Юрка Вишневецкий и Сухариков разгуливали по Мильве в хорошо сшитой форме, с погонами вольноопределяющихся. Отпущенные из полка, как не достигшие мобилизационного возраста, сами себе нацепили эти погоны.

Теперь Маврикий точно знал, что его тетя Катя спаслась только потому, что скрывалась. Саламандра и Вишневецкий убили бы ее. Хозяйка квартиры, где Екатерина Матвеевна жила, доверительно рассказала Дарье Семеновне Кукуевой о приходе этих двух иродов. Она также рассказала, что оставаться в Мильве Екатерине Матвеевне было никак невозможно и она уехала в Москву до отступления красных.

Дарья Семеновна могла войти в любой дом. Ей ничего не угрожало. Совсем не трудно для нее было встретиться с Любовью Матвеевной. Найдя пристанище у старухи бобылки, где можно было безбоязненно оставить «внучку», она решила наведываться в Омутиху, чтобы уловить возможность встретиться с племянницей без свидетелей. И они встретились.

И такая сверх ожидания, самим богом охраняемая встреча произошла на пасеке, когда Любовь Матвеевна просила пречистую деву о сыне, а пречистая дева устами Дарьи ответила на ее молитву.

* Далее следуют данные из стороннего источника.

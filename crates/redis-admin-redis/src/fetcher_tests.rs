//! Tests for key paging, value filling and counting

use super::fetcher::*;
use super::mock::MockKeyspace;
use chrono::Duration;
use redis_admin_core::{AdminError, DecoderSettings, KeyRecord, KeyType, RawValue};

fn bytes(items: &[&str]) -> Vec<Vec<u8>> {
    items.iter().map(|s| s.as_bytes().to_vec()).collect()
}

fn pairs(items: &[(&str, &str)]) -> Vec<(Vec<u8>, Vec<u8>)> {
    items
        .iter()
        .map(|(k, v)| (k.as_bytes().to_vec(), v.as_bytes().to_vec()))
        .collect()
}

fn mixed_keyspace() -> MockKeyspace {
    MockKeyspace::new()
        .with_string("greeting", "hello")
        .with_metadata(1_500, 90)
        .with_key("queue", KeyType::List, RawValue::Sequence(bytes(&["a", "b"])))
        .with_key("tags", KeyType::Set, RawValue::Sequence(bytes(&["y", "x"])))
        .with_key(
            "user:1",
            KeyType::Hash,
            RawValue::Pairs(pairs(&[("a", "1"), ("b", "2")])),
        )
        .with_key(
            "scores",
            KeyType::Zset,
            RawValue::Pairs(pairs(&[("m1", "1.0"), ("m2", "2.0")])),
        )
        .with_key("events", KeyType::Stream, RawValue::Nil)
}

fn settings() -> DecoderSettings {
    DecoderSettings::new("^$", "^$", 150).unwrap()
}

async fn page_with_values(conn: &MockKeyspace) -> Vec<KeyRecord> {
    let mut records = fetch_page(conn, "*", PageWindow::new(0, 100), 100)
        .await
        .unwrap();
    fill_values(conn, &mut records).await.unwrap();
    records
}

#[cfg(test)]
mod fetch_page_tests {
    use super::*;
    use pretty_assertions::assert_eq;

    #[tokio::test]
    async fn test_records_share_one_reference_instant() {
        let conn = MockKeyspace::new()
            .with_string("expiring", "x")
            .with_metadata(1_500, -1)
            .with_string("idle", "y")
            .with_metadata(-1, 90);

        let records = fetch_page(&conn, "*", PageWindow::new(0, 10), 10)
            .await
            .unwrap();

        let expires_at = records[0].expires_at.unwrap();
        let idle_since = records[1].idle_since.unwrap();
        assert_eq!(
            expires_at - Duration::milliseconds(1_500),
            idle_since + Duration::seconds(90)
        );
        assert_eq!(records[0].idle_since, None);
        assert_eq!(records[1].expires_at, None);
    }

    #[tokio::test]
    async fn test_non_positive_ttl_and_idle_are_absent() {
        let conn = MockKeyspace::new()
            .with_string("persistent", "x")
            .with_metadata(-1, 0)
            .with_string("zero", "y")
            .with_metadata(0, -1);

        let records = fetch_page(&conn, "*", PageWindow::new(0, 10), 10)
            .await
            .unwrap();
        for record in &records {
            assert_eq!(record.expires_at, None, "{}", record.key);
            assert_eq!(record.idle_since, None, "{}", record.key);
        }
    }

    #[tokio::test]
    async fn test_metadata_only() {
        let conn = mixed_keyspace();
        let records = fetch_page(&conn, "*", PageWindow::new(0, 100), 100)
            .await
            .unwrap();

        let types: Vec<KeyType> = records.iter().map(|r| r.key_type).collect();
        assert_eq!(
            types,
            vec![
                KeyType::String,
                KeyType::List,
                KeyType::Set,
                KeyType::Hash,
                KeyType::Zset,
                KeyType::Stream
            ]
        );
        assert!(records.iter().all(|r| r.raw_value.is_none()));
        assert_eq!(conn.count_calls("METADATA"), 1);
        assert_eq!(conn.count_calls("VALUES"), 0);
    }

    #[tokio::test]
    async fn test_window_selects_scan_positions() {
        let mut conn = MockKeyspace::new();
        for i in 0..10 {
            conn = conn.with_string(format!("k{}", i), "v");
        }

        let records = fetch_page(&conn, "k*", PageWindow::new(2, 5), 5)
            .await
            .unwrap();
        let keys: Vec<&str> = records.iter().map(|r| r.key.as_str()).collect();
        assert_eq!(keys, vec!["k2", "k3", "k4"]);
        assert_eq!(conn.calls()[0], "SCAN MATCH k* COUNT 5 LIMIT 5");

        let stepped = fetch_page(&conn, "*", PageWindow::with_step(0, 10, 4).unwrap(), 10)
            .await
            .unwrap();
        let keys: Vec<&str> = stepped.iter().map(|r| r.key.as_str()).collect();
        assert_eq!(keys, vec!["k0", "k4", "k8"]);
    }

    #[tokio::test]
    async fn test_no_matches_skips_metadata() {
        let conn = mixed_keyspace();
        let records = fetch_page(&conn, "missing:*", PageWindow::new(0, 10), 10)
            .await
            .unwrap();
        assert!(records.is_empty());
        assert_eq!(conn.count_calls("METADATA"), 0);
    }

    #[tokio::test]
    async fn test_repeated_scan_names_do_not_shorten_page() {
        let conn = MockKeyspace::new()
            .with_string("a", "1")
            .with_string("b", "2")
            .with_repeated_scan("a")
            .with_string("c", "3")
            .with_string("d", "4");

        let records = fetch_page(&conn, "*", PageWindow::new(0, 3), 3)
            .await
            .unwrap();
        let keys: Vec<&str> = records.iter().map(|r| r.key.as_str()).collect();
        assert_eq!(keys, vec!["a", "b", "c"]);
        assert_eq!(
            conn.calls()[..2],
            [
                "SCAN MATCH * COUNT 3 LIMIT 3".to_string(),
                "SCAN MATCH * COUNT 3 LIMIT 4".to_string()
            ]
        );
    }

    #[tokio::test]
    async fn test_binary_key_names_are_skipped() {
        let conn = MockKeyspace::new()
            .with_string("a", "1")
            .with_binary_name(&[b'x', 0xff, 0xfe])
            .with_string("b", "2");

        let records = fetch_page(&conn, "*", PageWindow::new(0, 2), 2)
            .await
            .unwrap();
        let keys: Vec<&str> = records.iter().map(|r| r.key.as_str()).collect();
        assert_eq!(keys, vec!["a", "b"]);
        assert_eq!(conn.count_calls("METADATA a b"), 1);
    }

    #[tokio::test]
    async fn test_empty_window_does_nothing() {
        let conn = mixed_keyspace();
        let records = fetch_page(&conn, "*", PageWindow::new(3, 3), 10)
            .await
            .unwrap();
        assert!(records.is_empty());
        assert!(conn.calls().is_empty());
    }
}

#[cfg(test)]
mod fill_values_tests {
    use super::*;
    use pretty_assertions::assert_eq;

    #[tokio::test]
    async fn test_values_come_from_one_pipeline() {
        let conn = mixed_keyspace();
        let records = page_with_values(&conn).await;

        assert_eq!(conn.count_calls("VALUES"), 1);
        assert_eq!(conn.count_calls("VALUE "), 0);
        assert_eq!(
            records[0].raw_value,
            Some(RawValue::Bytes(b"hello".to_vec()))
        );
        assert_eq!(
            records[3].raw_value,
            Some(RawValue::Pairs(pairs(&[("a", "1"), ("b", "2")])))
        );
        // streams are listed but never fetched
        assert_eq!(records[5].raw_value, None);
        assert!(!conn.calls()[2].contains("events"));
    }

    #[tokio::test]
    async fn test_response_error_falls_back_to_single_fetches() {
        let pipelined = page_with_values(&mixed_keyspace()).await;

        let failing = mixed_keyspace().with_failing_values_pipeline();
        let fallback = page_with_values(&failing).await;

        let values = |records: &[KeyRecord]| -> Vec<(String, Option<RawValue>)> {
            records
                .iter()
                .map(|r| (r.key.clone(), r.raw_value.clone()))
                .collect()
        };
        assert_eq!(values(&fallback), values(&pipelined));
        assert_eq!(failing.count_calls("VALUES"), 1);
        assert_eq!(failing.count_calls("VALUE "), 5);
    }

    #[tokio::test]
    async fn test_fallback_values_decode_like_pipelined_ones() {
        let settings = settings();

        let mut pipelined = page_with_values(&mixed_keyspace()).await;
        decode_records(&mut pipelined, &settings);

        let mut fallback = page_with_values(&mixed_keyspace().with_failing_values_pipeline()).await;
        decode_records(&mut fallback, &settings);

        let shown = |records: &[KeyRecord]| -> Vec<String> {
            records.iter().map(KeyRecord::display_value).collect()
        };
        assert_eq!(shown(&fallback), shown(&pipelined));
        assert_eq!(pipelined[3].display_value(), r#"{"a":"1","b":"2"}"#);
        assert_eq!(pipelined[4].display_value(), r#"{"m1":"1.0","m2":"2.0"}"#);
    }

    #[tokio::test]
    async fn test_connection_errors_are_not_retried() {
        let conn = mixed_keyspace().with_dropped_connection_on_values();
        let mut records = fetch_page(&conn, "*", PageWindow::new(0, 10), 10)
            .await
            .unwrap();

        let err = fill_values(&conn, &mut records).await.unwrap_err();
        assert!(matches!(err, AdminError::Connection(_)));
        assert_eq!(conn.count_calls("VALUE "), 0);
    }

    #[tokio::test]
    async fn test_fallback_errors_propagate() {
        // TYPE said string, but the key now holds a list
        let mut records = vec![KeyRecord::new("queue", KeyType::String)];
        let conn = MockKeyspace::new()
            .with_key("queue", KeyType::List, RawValue::Sequence(bytes(&["a"])))
            .with_failing_values_pipeline();

        let err = fill_values(&conn, &mut records).await.unwrap_err();
        assert!(err.is_response_error());
    }

    #[tokio::test]
    async fn test_vanished_keys_fill_as_nil() {
        let mut records = vec![KeyRecord::new("gone", KeyType::Hash)];
        let conn = MockKeyspace::new();

        fill_values(&conn, &mut records).await.unwrap();
        assert_eq!(records[0].raw_value, Some(RawValue::Nil));
    }
}

#[cfg(test)]
mod decode_records_tests {
    use super::*;
    use pretty_assertions::assert_eq;

    #[tokio::test]
    async fn test_decode_failure_keeps_raw_value() {
        // a hash whose reply came back as a plain string
        let conn = MockKeyspace::new()
            .with_key("odd", KeyType::Hash, RawValue::Bytes(b"raw".to_vec()))
            .with_string("fine", "ok");
        let mut records = page_with_values(&conn).await;

        decode_records(&mut records, &settings());

        assert_eq!(records[0].decoded_value(), None);
        assert_eq!(records[0].display_value(), "raw");
        assert_eq!(records[1].display_value(), "ok");
    }

    #[tokio::test]
    async fn test_string_flags_follow_key_patterns() {
        let conn = MockKeyspace::new()
            .with_string("b64:greeting", "aGVsbG8=")
            .with_string("json:doc", r#"{"n":1}"#)
            .with_string("plain", "aGVsbG8=");
        let mut records = page_with_values(&conn).await;

        decode_records(&mut records, &DecoderSettings::new("^b64:", "^json:", 150).unwrap());

        assert!(records[0].is_base64);
        assert_eq!(records[0].display_value(), "hello");
        assert!(records[1].is_json);
        assert_eq!(records[1].display_value(), r#"{"n":1}"#);
        assert!(!records[2].is_base64 && !records[2].is_json);
        assert_eq!(records[2].display_value(), "aGVsbG8=");
    }
}

#[cfg(test)]
mod count_tests {
    use super::*;
    use pretty_assertions::assert_eq;

    #[tokio::test]
    async fn test_approximate_count_reads_info() {
        let conn = MockKeyspace::new()
            .with_string("only", "one")
            .with_database(3)
            .with_info("# Keyspace\r\ndb0:keys=5,expires=0,avg_ttl=0\r\ndb3:keys=4211,expires=2,avg_ttl=10\r\n");

        assert_eq!(approximate_count(&conn).await.unwrap(), 4211);
        assert_eq!(conn.count_calls("SCAN"), 0);
    }

    #[tokio::test]
    async fn test_approximate_count_default() {
        let conn = MockKeyspace::new().with_string("only", "one");
        assert_eq!(approximate_count(&conn).await.unwrap(), DEFAULT_KEY_COUNT);
    }

    #[tokio::test]
    async fn test_count_matches_is_capped() {
        let mut conn = MockKeyspace::new();
        for i in 0..50 {
            conn = conn.with_string(format!("user:{}", i), "v");
        }
        conn = conn.with_string("other", "v");

        assert_eq!(count_matches(&conn, "user:*", 10, 10).await.unwrap(), 10);
        assert_eq!(count_matches(&conn, "user:*", 100, 100).await.unwrap(), 50);
        assert_eq!(count_matches(&conn, "oth*", 10, 10).await.unwrap(), 1);
    }

    #[tokio::test]
    async fn test_count_matches_ignores_repeated_names() {
        let conn = MockKeyspace::new()
            .with_string("user:1", "v")
            .with_repeated_scan("user:1")
            .with_string("user:2", "v")
            .with_string("user:3", "v");

        assert_eq!(count_matches(&conn, "user:*", 10, 10).await.unwrap(), 3);
        assert_eq!(count_matches(&conn, "user:*", 2, 2).await.unwrap(), 2);
    }
}
//! Redis Admin Core - key record model, configuration and value decoding
//!
//! This crate holds everything about browsing a Redis keyspace that does not
//! need a live server:
//!
//! - `AdminConfig` / `ServerSpec` - the configuration surface
//! - `KeyRecord` / `KeyType` / `RawValue` - one key as an admin row
//! - `DecoderSettings` / `DecodedValue` - per-type value decoding
//! - `Lookup` - key filters and their glob rewrite
//! - `AdminError` - the shared error type

mod config;
mod decode;
mod error;
mod lookup;
mod record;

pub use config::*;
pub use decode::*;
pub use error::*;
pub use lookup::*;
pub use record::*;
//! Error types for the Redis admin

use thiserror::Error;

/// Core error type for Redis admin operations
#[derive(Error, Debug)]
pub enum AdminError {
    #[error("Connection error: {0}")]
    Connection(String),

    #[error("Configuration error: {0}")]
    Configuration(String),

    #[error("Unsupported lookup: {0}")]
    Lookup(String),

    /// The server answered with an error reply, or with a reply that does not
    /// fit the expected shape.
    #[error("Response error: {0}")]
    Response(String),

    #[error("Decode error: {0}")]
    Decode(String),

    #[error("Not found: {0}")]
    NotFound(String),

    #[error("get() returned {count} keys matching {pattern:?}, expected one")]
    MultipleObjectsReturned { pattern: String, count: usize },

    #[error("IO error: {0}")]
    Io(#[from] std::io::Error),

    #[error("Serialization error: {0}")]
    Serialization(#[from] serde_json::Error),

    #[error("Config parse error: {0}")]
    ConfigParse(#[from] toml::de::Error),

    #[error("{0}")]
    Other(String),
}

impl AdminError {
    /// Whether this error came from a protocol-level reply rather than the
    /// transport. Value fetches that fail this way are retried key by key.
    pub fn is_response_error(&self) -> bool {
        matches!(self, AdminError::Response(_))
    }
}

/// Result type alias for Redis admin operations
pub type Result<T> = std::result::Result<T, AdminError>;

Сказав подсказанные свыше слова, Дарья Семеновна принялась говорить свои собственные:

— Думала, уж не свидимся, ягодка моя, Любонька, а богородица-то, владычица по-своему рассудила. Охота у моего охотника нынешнюю зиму была хорошая, а заготовщиков-скупщиков не стало ныне. Вот и пошла-поехала купцов искать… Ну, да что о себе да про себя… Ты-то как, розонька алая…

Пораженная сходством постаревшей Дарьи Семеновны с покойной матерью, Любовь Матвеевна была очень ласкова со своей теткой.

Герасим Петрович едва не вскрикнул, увидев за столом живую покойницу, бабку пасынка. Дословно вспомнилось сказанное ею перед смертью Герасиму Петровичу: «Не дайте моим и дедовским косточкам почернеть против вас». Заметив смущение мужа, Любовь Матвеевна сказала:

— Гостья из Дымовки. Мамочкина родная сестра.

Теперь Герасим Петрович вспомнил ее и старика Кукуева, приезжавших хоронить Екатерину Семеновну, любезно сказал:

— Как хорошо, что вы приехали… Очень рад. — Он хотел сказать: «Вы так напоминаете Екатерину Семеновну», да оставил эти слова при себе.